Click "File" in the notepad menu and select "Save As"
Save the file to your desktop as Show Desktop.scf
Drag the new icon from your desktop to your Quick Launch toobar and select "Move here"
 	  If you can't move the new Desktop icon to your Quick Launch toolbar for whatever reason, you can also try the following technique :


Right-click the new show desktop icon on your desktop and select copy
Open Windows Explorer and navigate to 
C:\Documents and Settings\<Username>\Application Data\Microsoft\Internet Explorer\Quick Launch (replacing <username> with the username for which you want to restore the show desktop icon)
In the right pane of the explorer window, right-click an empty spot and select "paste"
 	  Maybe you don't see the Application Data folder in your Explorer.
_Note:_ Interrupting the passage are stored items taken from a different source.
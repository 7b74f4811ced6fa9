//! Texture buffers, texture-set interning (§4.4) and the texture-set
//! encoder (§4.5).

use std::collections::HashMap;

use bytes::Bytes;
use parking_lot::Mutex;

use crate::Error;

#[derive(Copy, Clone, Debug, PartialEq, Eq, Hash, serde::Serialize)]
pub enum RasterFormat {
    Jpeg,
    Png,
    Dxt,
    Etc2,
}

impl RasterFormat {
    /// The legacy per-format tag used in `sharedResource.json` / the
    /// texture-definition record, chosen for reader compatibility.
    pub fn legacy_tag(self) -> &'static str {
        match self {
            RasterFormat::Jpeg | RasterFormat::Png => "0",
            RasterFormat::Dxt => "0_0_1",
            RasterFormat::Etc2 => "0_0_2",
        }
    }

    pub fn bit(self) -> u8 {
        match self {
            RasterFormat::Jpeg => 1 << 0,
            RasterFormat::Png => 1 << 1,
            RasterFormat::Dxt => 1 << 2,
            RasterFormat::Etc2 => 1 << 3,
        }
    }

    pub const ALL: [RasterFormat; 4] = [
        RasterFormat::Jpeg,
        RasterFormat::Png,
        RasterFormat::Dxt,
        RasterFormat::Etc2,
    ];
}

/// A bitmask over [`RasterFormat`] plus an atlas flag; the key a texture
/// set is interned by.
#[derive(Copy, Clone, Debug, Default, PartialEq, Eq, Hash)]
pub struct TextureSetKey {
    pub formats: u8,
    pub is_atlas: bool,
}

impl TextureSetKey {
    pub fn contains(self, format: RasterFormat) -> bool {
        self.formats & format.bit() != 0
    }

    pub fn insert(&mut self, format: RasterFormat) {
        self.formats |= format.bit();
    }
}

#[derive(Copy, Clone, Debug, PartialEq, Eq, Hash)]
pub enum AlphaStatus {
    Opaque,
    MaskOrBlend,
    Unknown,
}

#[derive(Copy, Clone, Debug, PartialEq, Eq, Hash)]
pub enum TextureWrap {
    Clamp,
    Repeat,
}

/// Immutable per-image metadata.
#[derive(Clone, Debug, PartialEq, Eq, Hash)]
pub struct TextureMeta {
    pub format: RasterFormat,
    pub width: u32,
    pub height: u32,
    pub mip_count: u32,
    pub alpha: AlphaStatus,
    pub wrap: TextureWrap,
    pub is_atlas: bool,
}

#[derive(Clone, Debug, PartialEq, Eq, Hash)]
pub struct TextureImage {
    pub meta: TextureMeta,
    pub bytes: Bytes,
}

/// A multi-format encoding of one logical image (0..N entries), plus an
/// optional raw RGBA source. When submitted as the `source` of
/// [`build_texture_set`], a raw buffer is the canonical source and is used
/// directly, ahead of decoding any JPEG/PNG entry in `images` (§4.5 step 1).
#[derive(Clone, Debug, Default, PartialEq, Eq, Hash)]
pub struct TextureBuffer {
    pub images: Vec<TextureImage>,
    pub raw: Option<RawImage>,
}

impl TextureBuffer {
    pub fn get(&self, format: RasterFormat) -> Option<&TextureImage> {
        self.images.iter().find(|i| i.meta.format == format)
    }

    pub fn key(&self) -> TextureSetKey {
        let mut key = TextureSetKey::default();
        for image in &self.images {
            key.insert(image.meta.format);
            key.is_atlas = key.is_atlas || image.meta.is_atlas;
        }
        key
    }
}

/// Raw, always-RGBA8 pixel buffer used as the canonical intermediate for
/// the texture-set encoder, and as the client-submittable raw source format.
#[derive(Clone, Debug, PartialEq, Eq, Hash)]
pub struct RawImage {
    pub width: u32,
    pub height: u32,
    pub rgba: Vec<u8>,
}

type EncodeFn = Box<dyn Fn(&RawImage) -> Result<TextureImage, Error> + Send + Sync>;
type DecodeFn = Box<dyn Fn(&[u8]) -> Result<RawImage, Error> + Send + Sync>;

/// The image-codec closures injected at writer construction. Any missing
/// closure disables the corresponding format from the encoder's output.
#[derive(Default)]
pub struct ImageCodecs {
    pub encode_jpeg: Option<EncodeFn>,
    pub encode_png: Option<EncodeFn>,
    pub encode_dxt: Option<EncodeFn>,
    pub encode_etc2: Option<EncodeFn>,
    pub decode_jpeg: Option<DecodeFn>,
    pub decode_png: Option<DecodeFn>,
}

/// Texture-definition record entry: one per bit set in a `TextureSetKey`.
#[derive(Clone, Debug, PartialEq, Eq)]
pub struct TextureDefinitionEntry {
    pub format: RasterFormat,
    pub legacy_tag: &'static str,
}

/// Interns texture-set shapes keyed by `(format bitmask, is_atlas)`,
/// assigning small integer IDs. Thread-safe.
#[derive(Default)]
pub struct TextureSetInterner {
    inner: Mutex<InternerState>,
}

#[derive(Default)]
struct InternerState {
    by_key: HashMap<TextureSetKey, u32>,
    ordered: Vec<TextureSetKey>,
}

impl TextureSetInterner {
    pub fn new() -> Self {
        Self::default()
    }

    pub fn intern(&self, key: TextureSetKey) -> u32 {
        let mut state = self.inner.lock();
        if let Some(&id) = state.by_key.get(&key) {
            return id;
        }
        let id = state.ordered.len() as u32;
        state.ordered.push(key);
        state.by_key.insert(key, id);
        id
    }

    pub fn definitions(&self) -> Vec<Vec<TextureDefinitionEntry>> {
        self.inner
            .lock()
            .ordered
            .iter()
            .map(|key| {
                RasterFormat::ALL
                    .into_iter()
                    .filter(|f| key.contains(*f))
                    .map(|format| TextureDefinitionEntry {
                        format,
                        legacy_tag: format.legacy_tag(),
                    })
                    .collect()
            })
            .collect()
    }
}

fn scan_alpha(rgba: &[u8]) -> AlphaStatus {
    let mut saw_zero_or_full = false;
    let mut saw_intermediate = false;
    for a in rgba.iter().skip(3).step_by(4) {
        match *a {
            0 | 255 => saw_zero_or_full = true,
            _ => saw_intermediate = true,
        }
    }
    if saw_intermediate {
        AlphaStatus::MaskOrBlend
    } else if saw_zero_or_full {
        // All-255 only would mean opaque; any 0 alongside 255 means a hard
        // cutout mask. Distinguish by checking for any non-255 value.
        if rgba.iter().skip(3).step_by(4).all(|&a| a == 255) {
            AlphaStatus::Opaque
        } else {
            AlphaStatus::MaskOrBlend
        }
    } else {
        AlphaStatus::Opaque
    }
}

/// Downsamples `image` to fit within `max_size` on its larger dimension,
/// preserving aspect ratio, using premultiplied-alpha box filtering.
fn resample_to_fit(image: &RawImage, max_size: u32) -> RawImage {
    let largest = image.width.max(image.height);
    if largest <= max_size {
        return image.clone();
    }
    let scale = max_size as f64 / largest as f64;
    let new_w = ((image.width as f64 * scale).round() as u32).max(1);
    let new_h = ((image.height as f64 * scale).round() as u32).max(1);

    let mut out = vec![0u8; (new_w * new_h * 4) as usize];
    for y in 0..new_h {
        for x in 0..new_w {
            let src_x0 = (x as f64 / scale) as u32;
            let src_y0 = (y as f64 / scale) as u32;
            let src_x1 = (((x + 1) as f64 / scale) as u32).max(src_x0 + 1).min(image.width);
            let src_y1 = (((y + 1) as f64 / scale) as u32).max(src_y0 + 1).min(image.height);

            let (mut rp, mut gp, mut bp, mut ap, mut n) = (0.0, 0.0, 0.0, 0.0, 0.0);
            for sy in src_y0..src_y1 {
                for sx in src_x0..src_x1 {
                    let idx = ((sy * image.width + sx) * 4) as usize;
                    let a = image.rgba[idx + 3] as f64 / 255.0;
                    rp += image.rgba[idx] as f64 * a;
                    gp += image.rgba[idx + 1] as f64 * a;
                    bp += image.rgba[idx + 2] as f64 * a;
                    ap += a;
                    n += 1.0;
                }
            }
            let out_idx = ((y * new_w + x) * 4) as usize;
            if ap > 0.0 {
                out[out_idx] = (rp / ap).round().clamp(0.0, 255.0) as u8;
                out[out_idx + 1] = (gp / ap).round().clamp(0.0, 255.0) as u8;
                out[out_idx + 2] = (bp / ap).round().clamp(0.0, 255.0) as u8;
            }
            out[out_idx + 3] = ((ap / n.max(1.0)) * 255.0).round().clamp(0.0, 255.0) as u8;
        }
    }

    RawImage {
        width: new_w,
        height: new_h,
        rgba: out,
    }
}

/// Produces the context-configured set of image formats from a source
/// `TextureBuffer`: picks (or decodes) a raw canonical source, resamples if
/// oversized, then invokes whichever encoder closures are registered for
/// formats not already present.
pub fn build_texture_set(
    source: &TextureBuffer,
    desired: TextureSetKey,
    max_texture_size: u32,
    codecs: &ImageCodecs,
    is_atlas: bool,
) -> Result<TextureBuffer, Error> {
    let mut raw = if let Some(raw) = &source.raw {
        raw.clone()
    } else if let Some(png) = source.get(RasterFormat::Png) {
        let decode = codecs.decode_png.as_ref().ok_or(Error::MissingJpgOrPng)?;
        decode(&png.bytes).map_err(|_| Error::ImageDecodingError(RasterFormat::Png))?
    } else if let Some(jpeg) = source.get(RasterFormat::Jpeg) {
        let decode = codecs.decode_jpeg.as_ref().ok_or(Error::MissingJpgOrPng)?;
        decode(&jpeg.bytes).map_err(|_| Error::ImageDecodingError(RasterFormat::Jpeg))?
    } else {
        return Err(Error::MissingJpgOrPng);
    };

    let alpha = scan_alpha(&raw.rgba);

    if raw.width.max(raw.height) > max_texture_size {
        let (src_w, src_h) = (raw.width, raw.height);
        raw = resample_to_fit(&raw, max_texture_size);
        tracing::debug!(src_w, src_h, dst_w = raw.width, dst_h = raw.height, "resampled oversized texture");
    }

    let mut images = Vec::new();
    for format in RasterFormat::ALL {
        if let Some(existing) = source.get(format) {
            if existing.meta.width == raw.width && existing.meta.height == raw.height {
                images.push(existing.clone());
                continue;
            }
        }
        if !desired.contains(format) {
            continue;
        }
        let encoder = match format {
            RasterFormat::Jpeg => codecs.encode_jpeg.as_ref(),
            RasterFormat::Png => codecs.encode_png.as_ref(),
            RasterFormat::Dxt => codecs.encode_dxt.as_ref(),
            RasterFormat::Etc2 => codecs.encode_etc2.as_ref(),
        };
        let Some(encoder) = encoder else {
            continue;
        };
        let mut image = encoder(&raw).map_err(|_| Error::ImageEncodingError(format))?;
        image.meta.alpha = alpha;
        image.meta.is_atlas = is_atlas;
        images.push(image);
    }

    Ok(TextureBuffer { images, raw: None })
}

#[cfg(test)]
mod tests {
    use super::*;

    fn stub_image(format: RasterFormat, width: u32, height: u32) -> TextureImage {
        TextureImage {
            meta: TextureMeta {
                format,
                width,
                height,
                mip_count: 1,
                alpha: AlphaStatus::Opaque,
                wrap: TextureWrap::Clamp,
                is_atlas: false,
            },
            bytes: Bytes::from_static(b"stub"),
        }
    }

    #[test]
    fn texture_set_interner_assigns_dense_ids() {
        let interner = TextureSetInterner::new();
        let key_a = TextureBuffer {
            images: vec![stub_image(RasterFormat::Png, 4, 4)],
            raw: None,
        }
        .key();
        let key_b = TextureBuffer {
            images: vec![stub_image(RasterFormat::Jpeg, 4, 4)],
            raw: None,
        }
        .key();
        assert_eq!(interner.intern(key_a), 0);
        assert_eq!(interner.intern(key_b), 1);
        assert_eq!(interner.intern(key_a), 0);
    }

    #[test]
    fn resample_preserves_aspect_ratio() {
        let image = RawImage {
            width: 2048,
            height: 1024,
            rgba: vec![255u8; 2048 * 1024 * 4],
        };
        let resized = resample_to_fit(&image, 1024);
        assert_eq!(resized.width, 1024);
        assert_eq!(resized.height, 512);
    }

    #[test]
    fn raw_source_is_used_directly_without_decoding() {
        let source = TextureBuffer {
            images: Vec::new(),
            raw: Some(RawImage {
                width: 4,
                height: 4,
                rgba: vec![255u8; 4 * 4 * 4],
            }),
        };
        let mut codecs = ImageCodecs::default();
        // No decode_png/decode_jpeg closure registered: a raw source must
        // never reach that decoding path.
        codecs.encode_png = Some(Box::new(|raw: &RawImage| {
            Ok(TextureImage {
                meta: TextureMeta {
                    format: RasterFormat::Png,
                    width: raw.width,
                    height: raw.height,
                    mip_count: 1,
                    alpha: AlphaStatus::Opaque,
                    wrap: TextureWrap::Clamp,
                    is_atlas: false,
                },
                bytes: Bytes::from_static(b"encoded-from-raw"),
            })
        }));
        let mut desired = TextureSetKey::default();
        desired.insert(RasterFormat::Png);

        let built = build_texture_set(&source, desired, 4096, &codecs, false).unwrap();
        let png = built.get(RasterFormat::Png).unwrap();
        assert_eq!(png.meta.width, 4);
        assert_eq!(png.meta.height, 4);
    }

    #[test]
    fn missing_source_is_an_error() {
        let codecs = ImageCodecs::default();
        let result = build_texture_set(
            &TextureBuffer::default(),
            TextureSetKey::default(),
            4096,
            &codecs,
            false,
        );
        assert!(matches!(result, Err(Error::MissingJpgOrPng)));
    }
}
To see it, you must enable visibility for hidden folders :


In Windows Explorer, click the menu "Tools" and select "Folder Options..."
Click the "View" tab
Under "Advanced Settings", select "Show hidden files and folders"
Click ok


----------



## krishnandu.sarkar (Nov 10, 2009)

Nice....!!


----------



## Hsakarp_kahtap (Nov 10, 2009)

Thanks this u very useful article 4 me


----------



## CA50 (Nov 15, 2009)

thanks buddy grt research!!!!!!!!!!!!!


----------



## JojoTheDragon (Nov 16, 2009)

Nice tut. Very helpful for XP users.


----------



## harryneopotter (Nov 16, 2009)

thanx bro .... really usefull !!!


----------



## Krazzy Warrior (Nov 16, 2009)

Nice old tut...but u copied word to word from here and u didn't mentioned the source


----------